Abstract
Blast waves are produced when there is a sudden deposition of a substantial amount of energy into a confined region. It is an area of pressure moving supersonically outward from the source of the explosion. Immediately after the blast, the fore-end of the blast wave is headed by the shock waves, propagating in the outward direction. As the considered problem is highly nonlinear, to find out its solution is a tough task. However, few techniques are available in literature that may give us an approximate analytic solution. Here, the blast wave problem in magnetogasdynamics involving cylindrical shock waves of moderate strength is considered, and approximate analytic solutions with the help of the power series method (or Sakurai’s approach [1]) are found. The magnetic field is supposed to be directed orthogonally to the motion of the gas particles in an ideal medium with infinite electrical conductivity. The density is assumed to be uniform in the undisturbed medium. Using power series method, we obtain approximate analytic solutions in the form of a power series in
1 Introduction
The phenomena of blast waves are very common in the surrounding of Earth. It results from sudden release of an extensive amount of energy, for example, lightning and nuclear explosions. It is very well known that after an explosion the front of the blast waves is headed by the shock waves that propagate in the outward direction. After World War II, it becomes quite necessary to enhance the understanding about the dynamics of explosion, and find out the way to tackle such kind of problems. Motivated by this, Sedov [2] gave an idea on the similarity solution for the explosion problem in an ideal gas. Exact solution of the equations governing the motion in a gas generated by a point explosion was obtained by Taylor [3]. Thus, Sedov and Taylor showed a way to estimate the effects of nuclear or supernova explosions. Furthermore, Sakurai investigated the point explosion problem in an ideal gas for the planar and cylindrical symmetries, and obtained the first [1] and second [4] approximations for the propagation of the blast wave. Murata [5] applied an analytic approach to obtain the solution of the blast wave problem in an ideal gas, which has been further extended by Singh et al. [6] to the real gas. So, a considerable number of research articles on the shock wave propagation in gas dynamics are available in the literature.

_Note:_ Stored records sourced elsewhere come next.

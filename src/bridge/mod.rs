//! Native ↔ guest message bridge.
//!
//! # Components
//!
//! | Type | Description |
//! |------|-------------|
//! | [`BridgeChannel`] | One guest runtime: readiness, queues, send/receive |
//! | [`Dispatcher`] | Routes a decoded message to its handler |
//! | [`OutboundQueue`] / [`InboundQueue`] | Buffers while the peer cannot take messages |
//! | [`PendingRequests`] | Host → guest requests awaiting a reply |
//! | [`Host`] | Capabilities a screen lends its channel |
//! | [`PluginManager`] | Name-keyed [`PluginRegistry`] |

// ============================================================================
// Submodules
// ============================================================================

/// Bridge channel.
pub mod channel;

/// Inbound dispatch.
pub mod dispatcher;

/// Host collaborators and plugins.
pub mod host;

/// Correlated requests.
pub mod pending;

/// Message queues.
pub mod queue;

// ============================================================================
// Re-exports
// ============================================================================

pub use channel::BridgeChannel;
pub use dispatcher::Dispatcher;
pub use host::{
    BridgeHooks, ExternalLinkOpener, GuestSink, Host, Noop, Plugin, PluginManager,
    PluginRegistry, UiControls, WebLayerHost,
};
pub use pending::{PendingRequest, PendingRequests};
pub use queue::{InboundQueue, OutboundQueue};
// ============================================================================
// BridgeChannel
// ============================================================================

/// Bridge to one guest runtime instance.
#[derive(Clone)]
pub struct BridgeChannel {
    inner: Arc<ChannelInner>,
}

impl fmt::Debug for BridgeChannel {
    fn fmt(&self, f: &mut fmt::Formatter<'_>) -> fmt::Result {
        f.debug_struct("BridgeChannel")
            .field("id", &self.inner.id)
            .field("screen", &self.inner.screen)
            .field("ready", &self.is_ready())
            .field("attached", &self.is_attached())
            .finish_non_exhaustive()
    }
}

// ============================================================================
// BridgeChannel - Construction & Queries
// ============================================================================

impl BridgeChannel {
    pub(crate) fn new(screen: ScreenId, services: Arc<Services>) -> Self {
        let state = ChannelState::new(&services.options);
        let id = ChannelId::generate();
        debug!(channel = %id, screen = %screen, "Channel created");

        Self {
            inner: Arc::new(ChannelInner {
                id,
                screen,
                services,
                state: ReentrantMutex::new(RefCell::new(state)),
            }),
        }
    }

    /// Channel id.
    #[inline]
    #[must_use]
    pub fn id(&self) -> ChannelId {
        self.inner.id
    }

    /// Screen owning this guest runtime.
    #[inline]
    #[must_use]
    pub fn screen(&self) -> ScreenId {
        self.inner.screen
    }

    /// Returns `true` once the guest announced readiness.
    #[must_use]
    pub fn is_ready(&self) -> bool {
        self.with_state(|state| state.ready)
    }

    /// Returns `true` while a host is attached.
    #[must_use]
    pub fn is_attached(&self) -> bool {
        self.with_state(|state| state.host.is_some())
    }

    /// Returns `true` while the owning screen is in the foreground.
    #[must_use]
    pub fn is_active(&self) -> bool {
        self.with_state(|state| state.active)
    }

    /// Version the guest reported in its readiness announcement.
    #[must_use]
    pub fn guest_version(&self) -> Option<String> {
        self.with_state(|state| state.guest_version.clone())
    }

    /// Messages waiting in the outbound queue.
    #[must_use]
    pub fn queued_outbound(&self) -> usize {
        self.with_state(|state| state.outbound.len())
    }

    /// Raw messages waiting for the first host attach.
    #[must_use]
    pub fn queued_inbound(&self) -> usize {
        self.with_state(|state| state.inbound.len())
    }

    /// Correlated requests awaiting a reply.
    #[must_use]
    pub fn pending_requests(&self) -> usize {
        self.with_state(|state| state.pending.len())
    }

    /// Returns `true` while a pull-to-refresh awaits its reply.
    #[must_use]
    pub fn is_refreshing(&self) -> bool {
        self.with_state(|state| state.refreshing)
    }

    /// Returns `true` while an infinite-scroll load awaits its reply.
    #[must_use]
    pub fn is_loading_more(&self) -> bool {
        self.with_state(|state| state.loading_more)
    }

    /// Navigation controller of the shell.
    #[inline]
    #[must_use]
    pub fn navigation(&self) -> &Arc<NavigationController> {
        &self.inner.services.navigation
    }

    /// Bridge options of the shell.
    #[inline]
    #[must_use]
    pub fn options(&self) -> &BridgeOptions {
        &self.inner.services.options
    }

    /// Currently attached host.
    #[must_use]
    pub fn host(&self) -> Option<Host> {
        self.with_state(|state| state.host.clone())
    }

    pub(crate) fn services(&self) -> &Services {
        &self.inner.services
    }

    /// Runs `f` on the state. `f` must not call back into the channel.
    fn with_state<R>(&self, f: impl FnOnce(&mut ChannelState) -> R) -> R {
        let guard = self.inner.state.lock();
        let mut state = guard.borrow_mut();
        f(&mut state)
    }
}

Magnetic field is spread throughout the universe, and has many applications in the field of astrophysics, oceanography, atmospheric sciences and hypersonic aerodynamics, etc. Many interesting problems involve magnetic field. The shock waves in the presence of magnetic field in conducting perfect gas may be important for interpretation of the phenomena encountered in astrophysics and supernova explosion. Complex filamentary structures in molecular clouds, shapes and the shaping of planetary nebulae, synchrotron radiation from supernova remnants, magnetized stellar winds, galactic winds, gamma-ray bursts, dynamo effects in stars, galaxies, and galaxy clusters are some interesting astrophysical situations that involve magnetic field. The applications of studying cylindrical shock waves in the presence of magnetic field may also include explosion of long thin wire, experiments on pinch effect, exploding wire, some axially symmetric hypersonic problem such as the shock envelope behind fast meteor or missile [7], etc. Among the industrial applications involving applied external magnetic fields are drag reduction in duct flows, design of efficient coolant blankets in tokamak fusion reactors, control of turbulence of immersed jets in the steel casting process, and advanced propulsion and flow control schemes for hypersonic vehicles [8], [9]. Many researchers have worked to better understand the dynamics of shock waves with magnetic field effects. The works of Arora et al. [10], Jena [11], Menon and Sharma [12], Nath and Singh [13], [14], Pandey et al. [15], Siddiqui et al. [16], Sahu [17], Singh et al. [18], Singh and Arora [19], Bira et al. [20], Kuila and Sekhar [21], Bira and Sekhar [22], Sekhar and Sharma [23], Singh et al. [24], [25], and Vishwakarma and Yadav [26] are worth mentioning in this context.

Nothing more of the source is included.